--- Task description ---
Show the lines of the material that contain the word "first".

--- Material provided ---
☆ ☆ ☆

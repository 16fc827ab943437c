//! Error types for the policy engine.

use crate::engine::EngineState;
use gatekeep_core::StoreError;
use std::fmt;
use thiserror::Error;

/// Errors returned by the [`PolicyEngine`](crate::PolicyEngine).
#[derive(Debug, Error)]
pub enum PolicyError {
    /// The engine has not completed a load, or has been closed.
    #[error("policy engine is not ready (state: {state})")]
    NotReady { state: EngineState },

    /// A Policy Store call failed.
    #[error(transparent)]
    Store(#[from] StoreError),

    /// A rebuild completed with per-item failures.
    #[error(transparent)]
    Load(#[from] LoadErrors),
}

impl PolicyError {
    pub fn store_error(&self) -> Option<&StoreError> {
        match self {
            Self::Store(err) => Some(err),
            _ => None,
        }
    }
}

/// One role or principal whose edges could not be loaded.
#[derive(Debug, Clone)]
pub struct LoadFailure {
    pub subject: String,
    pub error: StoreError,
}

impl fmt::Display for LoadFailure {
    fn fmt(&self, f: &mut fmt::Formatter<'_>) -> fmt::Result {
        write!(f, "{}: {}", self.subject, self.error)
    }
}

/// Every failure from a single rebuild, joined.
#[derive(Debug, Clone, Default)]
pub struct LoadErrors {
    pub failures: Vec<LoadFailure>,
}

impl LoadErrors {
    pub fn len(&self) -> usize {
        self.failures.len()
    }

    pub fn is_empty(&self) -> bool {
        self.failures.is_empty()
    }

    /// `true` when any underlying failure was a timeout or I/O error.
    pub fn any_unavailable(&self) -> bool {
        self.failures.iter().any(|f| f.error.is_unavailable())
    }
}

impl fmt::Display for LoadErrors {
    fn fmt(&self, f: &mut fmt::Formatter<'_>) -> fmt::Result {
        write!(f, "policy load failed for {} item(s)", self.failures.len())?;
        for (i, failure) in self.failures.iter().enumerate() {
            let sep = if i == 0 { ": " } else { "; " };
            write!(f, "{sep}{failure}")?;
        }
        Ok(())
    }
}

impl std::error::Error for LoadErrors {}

☆ ☆ ☆

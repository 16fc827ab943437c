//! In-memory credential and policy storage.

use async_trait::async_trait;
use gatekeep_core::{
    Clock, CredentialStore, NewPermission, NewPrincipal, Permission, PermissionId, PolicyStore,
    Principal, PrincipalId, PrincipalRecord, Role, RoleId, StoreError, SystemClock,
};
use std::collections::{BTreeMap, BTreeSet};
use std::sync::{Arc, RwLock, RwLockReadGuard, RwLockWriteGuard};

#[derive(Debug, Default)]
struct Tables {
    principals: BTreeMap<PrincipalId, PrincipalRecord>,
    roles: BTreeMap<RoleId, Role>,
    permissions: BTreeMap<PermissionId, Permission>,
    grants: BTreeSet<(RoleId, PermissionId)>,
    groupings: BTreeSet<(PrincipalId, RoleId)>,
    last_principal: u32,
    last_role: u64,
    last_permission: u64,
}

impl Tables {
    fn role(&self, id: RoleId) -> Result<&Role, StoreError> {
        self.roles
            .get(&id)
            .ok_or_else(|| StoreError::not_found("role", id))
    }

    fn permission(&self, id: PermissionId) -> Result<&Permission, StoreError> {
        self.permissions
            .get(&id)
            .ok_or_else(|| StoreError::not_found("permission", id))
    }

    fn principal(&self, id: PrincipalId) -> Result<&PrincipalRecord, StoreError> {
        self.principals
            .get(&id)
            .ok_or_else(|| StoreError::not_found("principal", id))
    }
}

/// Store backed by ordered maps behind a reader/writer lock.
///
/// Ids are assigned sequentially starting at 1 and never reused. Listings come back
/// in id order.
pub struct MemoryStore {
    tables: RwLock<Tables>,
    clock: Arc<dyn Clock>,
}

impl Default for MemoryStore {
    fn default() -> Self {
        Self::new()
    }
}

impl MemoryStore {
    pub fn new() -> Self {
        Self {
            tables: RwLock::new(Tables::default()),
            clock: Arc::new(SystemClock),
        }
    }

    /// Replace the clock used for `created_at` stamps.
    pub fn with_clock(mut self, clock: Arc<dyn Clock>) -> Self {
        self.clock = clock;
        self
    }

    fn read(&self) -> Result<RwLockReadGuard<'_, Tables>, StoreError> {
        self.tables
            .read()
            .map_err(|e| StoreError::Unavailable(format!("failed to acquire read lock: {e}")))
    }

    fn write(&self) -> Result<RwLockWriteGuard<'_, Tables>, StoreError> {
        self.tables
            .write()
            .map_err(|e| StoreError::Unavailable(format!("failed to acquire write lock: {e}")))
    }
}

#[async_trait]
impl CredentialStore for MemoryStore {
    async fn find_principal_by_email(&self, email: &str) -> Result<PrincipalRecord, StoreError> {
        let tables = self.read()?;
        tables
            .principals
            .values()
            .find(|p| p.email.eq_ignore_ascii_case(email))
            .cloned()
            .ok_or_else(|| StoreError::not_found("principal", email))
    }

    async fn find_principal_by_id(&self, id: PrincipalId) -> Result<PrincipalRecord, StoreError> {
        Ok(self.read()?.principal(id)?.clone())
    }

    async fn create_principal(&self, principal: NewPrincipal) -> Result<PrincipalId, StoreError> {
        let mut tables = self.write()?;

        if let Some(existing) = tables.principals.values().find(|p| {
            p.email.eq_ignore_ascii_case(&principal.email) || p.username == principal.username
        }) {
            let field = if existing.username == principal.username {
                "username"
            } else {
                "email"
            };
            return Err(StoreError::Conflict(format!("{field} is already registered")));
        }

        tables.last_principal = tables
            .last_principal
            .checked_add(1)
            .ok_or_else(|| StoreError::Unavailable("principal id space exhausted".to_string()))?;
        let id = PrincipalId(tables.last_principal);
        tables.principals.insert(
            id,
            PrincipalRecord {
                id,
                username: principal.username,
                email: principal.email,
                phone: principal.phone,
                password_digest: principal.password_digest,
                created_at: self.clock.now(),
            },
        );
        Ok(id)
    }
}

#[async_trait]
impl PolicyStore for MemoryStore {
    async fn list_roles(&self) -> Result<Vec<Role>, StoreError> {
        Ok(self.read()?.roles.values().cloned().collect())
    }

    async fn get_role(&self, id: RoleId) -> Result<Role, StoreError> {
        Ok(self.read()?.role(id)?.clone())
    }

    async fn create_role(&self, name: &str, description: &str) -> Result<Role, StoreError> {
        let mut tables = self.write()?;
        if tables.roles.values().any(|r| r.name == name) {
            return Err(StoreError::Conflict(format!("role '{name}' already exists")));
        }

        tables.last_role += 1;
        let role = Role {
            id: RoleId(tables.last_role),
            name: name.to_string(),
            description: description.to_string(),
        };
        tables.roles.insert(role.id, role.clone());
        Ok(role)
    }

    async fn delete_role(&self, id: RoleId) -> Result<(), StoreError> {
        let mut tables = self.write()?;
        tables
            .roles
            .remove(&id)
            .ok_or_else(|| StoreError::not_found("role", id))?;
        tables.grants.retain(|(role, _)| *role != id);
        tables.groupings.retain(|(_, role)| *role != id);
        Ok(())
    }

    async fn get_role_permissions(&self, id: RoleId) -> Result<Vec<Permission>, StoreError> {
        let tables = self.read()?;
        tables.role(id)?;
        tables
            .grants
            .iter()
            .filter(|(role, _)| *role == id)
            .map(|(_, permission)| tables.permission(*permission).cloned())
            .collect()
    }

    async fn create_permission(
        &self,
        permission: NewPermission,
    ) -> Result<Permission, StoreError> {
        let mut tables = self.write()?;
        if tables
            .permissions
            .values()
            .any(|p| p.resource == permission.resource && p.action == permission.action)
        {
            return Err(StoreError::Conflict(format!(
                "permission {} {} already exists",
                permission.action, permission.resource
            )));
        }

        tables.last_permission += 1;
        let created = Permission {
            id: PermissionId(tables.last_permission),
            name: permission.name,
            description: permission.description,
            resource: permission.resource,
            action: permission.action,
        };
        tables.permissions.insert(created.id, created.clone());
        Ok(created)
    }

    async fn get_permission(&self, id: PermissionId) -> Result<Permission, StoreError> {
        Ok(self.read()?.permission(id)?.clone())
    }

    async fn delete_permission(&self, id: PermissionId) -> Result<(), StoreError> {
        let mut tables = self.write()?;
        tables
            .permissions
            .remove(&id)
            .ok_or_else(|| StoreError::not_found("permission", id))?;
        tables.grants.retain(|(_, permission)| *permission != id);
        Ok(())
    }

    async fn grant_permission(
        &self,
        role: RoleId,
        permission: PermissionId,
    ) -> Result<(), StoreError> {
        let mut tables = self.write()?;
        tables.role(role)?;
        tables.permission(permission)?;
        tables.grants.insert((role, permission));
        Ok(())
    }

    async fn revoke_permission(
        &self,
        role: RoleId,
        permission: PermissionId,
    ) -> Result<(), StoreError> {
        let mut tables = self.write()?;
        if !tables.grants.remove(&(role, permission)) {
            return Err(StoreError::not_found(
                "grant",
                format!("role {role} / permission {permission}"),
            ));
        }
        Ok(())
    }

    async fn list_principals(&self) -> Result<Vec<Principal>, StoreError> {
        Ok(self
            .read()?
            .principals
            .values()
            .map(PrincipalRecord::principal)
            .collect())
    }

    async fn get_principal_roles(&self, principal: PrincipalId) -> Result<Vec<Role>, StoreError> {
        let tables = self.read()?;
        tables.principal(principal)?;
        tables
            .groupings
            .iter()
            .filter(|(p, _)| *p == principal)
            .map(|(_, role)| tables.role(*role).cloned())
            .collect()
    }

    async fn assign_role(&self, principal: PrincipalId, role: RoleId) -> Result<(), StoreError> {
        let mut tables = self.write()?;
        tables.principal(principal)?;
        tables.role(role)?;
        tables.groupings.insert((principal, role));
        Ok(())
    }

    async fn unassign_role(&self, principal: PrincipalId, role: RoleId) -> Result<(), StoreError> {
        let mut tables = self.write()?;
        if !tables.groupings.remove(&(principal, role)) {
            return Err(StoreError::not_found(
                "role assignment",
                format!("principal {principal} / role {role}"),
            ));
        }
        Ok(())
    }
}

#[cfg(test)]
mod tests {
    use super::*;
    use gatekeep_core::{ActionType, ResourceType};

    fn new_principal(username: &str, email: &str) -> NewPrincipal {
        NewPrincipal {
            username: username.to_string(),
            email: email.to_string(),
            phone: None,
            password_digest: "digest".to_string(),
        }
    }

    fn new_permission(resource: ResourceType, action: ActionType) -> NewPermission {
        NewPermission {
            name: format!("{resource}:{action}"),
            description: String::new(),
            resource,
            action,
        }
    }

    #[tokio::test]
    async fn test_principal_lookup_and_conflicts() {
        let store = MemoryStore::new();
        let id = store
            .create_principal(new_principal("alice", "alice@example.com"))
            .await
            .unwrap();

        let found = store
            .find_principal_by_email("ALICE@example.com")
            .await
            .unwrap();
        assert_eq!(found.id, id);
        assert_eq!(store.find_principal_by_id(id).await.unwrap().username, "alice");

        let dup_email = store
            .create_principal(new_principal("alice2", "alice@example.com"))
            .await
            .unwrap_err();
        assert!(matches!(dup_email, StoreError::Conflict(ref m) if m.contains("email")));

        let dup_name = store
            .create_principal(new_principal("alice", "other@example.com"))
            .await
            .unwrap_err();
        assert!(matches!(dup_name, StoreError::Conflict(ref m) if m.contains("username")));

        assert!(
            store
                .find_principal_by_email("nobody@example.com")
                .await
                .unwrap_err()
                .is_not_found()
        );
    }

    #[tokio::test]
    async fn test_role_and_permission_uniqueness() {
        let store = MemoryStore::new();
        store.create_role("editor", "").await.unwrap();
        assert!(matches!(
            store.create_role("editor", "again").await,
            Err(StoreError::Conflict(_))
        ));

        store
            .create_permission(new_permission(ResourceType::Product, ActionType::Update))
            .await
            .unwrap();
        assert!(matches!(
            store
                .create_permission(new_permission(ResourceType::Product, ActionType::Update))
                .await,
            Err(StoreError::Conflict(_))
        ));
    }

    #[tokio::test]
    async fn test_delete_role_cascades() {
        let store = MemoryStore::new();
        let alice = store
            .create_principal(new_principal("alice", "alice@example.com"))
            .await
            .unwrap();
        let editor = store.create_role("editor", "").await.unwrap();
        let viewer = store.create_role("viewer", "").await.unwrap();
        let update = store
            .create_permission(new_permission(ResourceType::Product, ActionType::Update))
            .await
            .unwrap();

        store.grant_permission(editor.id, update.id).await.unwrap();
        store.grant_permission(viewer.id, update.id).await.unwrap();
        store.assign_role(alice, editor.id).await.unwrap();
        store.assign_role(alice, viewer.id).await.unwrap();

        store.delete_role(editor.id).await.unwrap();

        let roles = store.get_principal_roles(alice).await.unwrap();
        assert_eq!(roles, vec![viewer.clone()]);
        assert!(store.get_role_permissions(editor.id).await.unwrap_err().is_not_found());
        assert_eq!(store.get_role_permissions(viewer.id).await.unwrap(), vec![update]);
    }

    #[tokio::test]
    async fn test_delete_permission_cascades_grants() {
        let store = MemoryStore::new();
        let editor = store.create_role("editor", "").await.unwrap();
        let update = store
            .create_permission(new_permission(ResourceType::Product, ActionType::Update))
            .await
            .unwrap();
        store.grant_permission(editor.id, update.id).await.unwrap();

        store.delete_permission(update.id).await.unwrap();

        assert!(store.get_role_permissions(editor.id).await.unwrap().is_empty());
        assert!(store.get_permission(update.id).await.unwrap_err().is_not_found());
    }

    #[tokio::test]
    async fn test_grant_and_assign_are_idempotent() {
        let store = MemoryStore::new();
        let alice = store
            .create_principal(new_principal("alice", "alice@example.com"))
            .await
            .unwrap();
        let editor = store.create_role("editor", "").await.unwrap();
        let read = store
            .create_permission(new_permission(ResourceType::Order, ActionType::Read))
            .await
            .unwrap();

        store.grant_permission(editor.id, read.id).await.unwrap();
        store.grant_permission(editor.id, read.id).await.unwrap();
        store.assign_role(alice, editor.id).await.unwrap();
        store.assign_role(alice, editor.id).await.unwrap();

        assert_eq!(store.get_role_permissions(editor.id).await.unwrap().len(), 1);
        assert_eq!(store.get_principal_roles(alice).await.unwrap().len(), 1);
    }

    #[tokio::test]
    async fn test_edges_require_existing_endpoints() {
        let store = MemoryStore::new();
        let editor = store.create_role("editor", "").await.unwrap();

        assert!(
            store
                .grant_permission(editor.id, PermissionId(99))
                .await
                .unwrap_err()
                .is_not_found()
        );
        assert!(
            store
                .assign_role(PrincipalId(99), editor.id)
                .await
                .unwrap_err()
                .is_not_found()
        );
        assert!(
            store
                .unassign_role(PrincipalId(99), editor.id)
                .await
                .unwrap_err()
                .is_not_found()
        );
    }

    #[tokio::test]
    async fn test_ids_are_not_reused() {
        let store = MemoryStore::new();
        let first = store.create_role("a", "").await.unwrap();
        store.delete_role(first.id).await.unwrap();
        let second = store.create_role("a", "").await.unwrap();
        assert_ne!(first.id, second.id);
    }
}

☆ ☆ ☆

--- Solution ---
        let first = store.create_role("a", "").await.unwrap();
        store.delete_role(first.id).await.unwrap();
        assert_ne!(first.id, second.id);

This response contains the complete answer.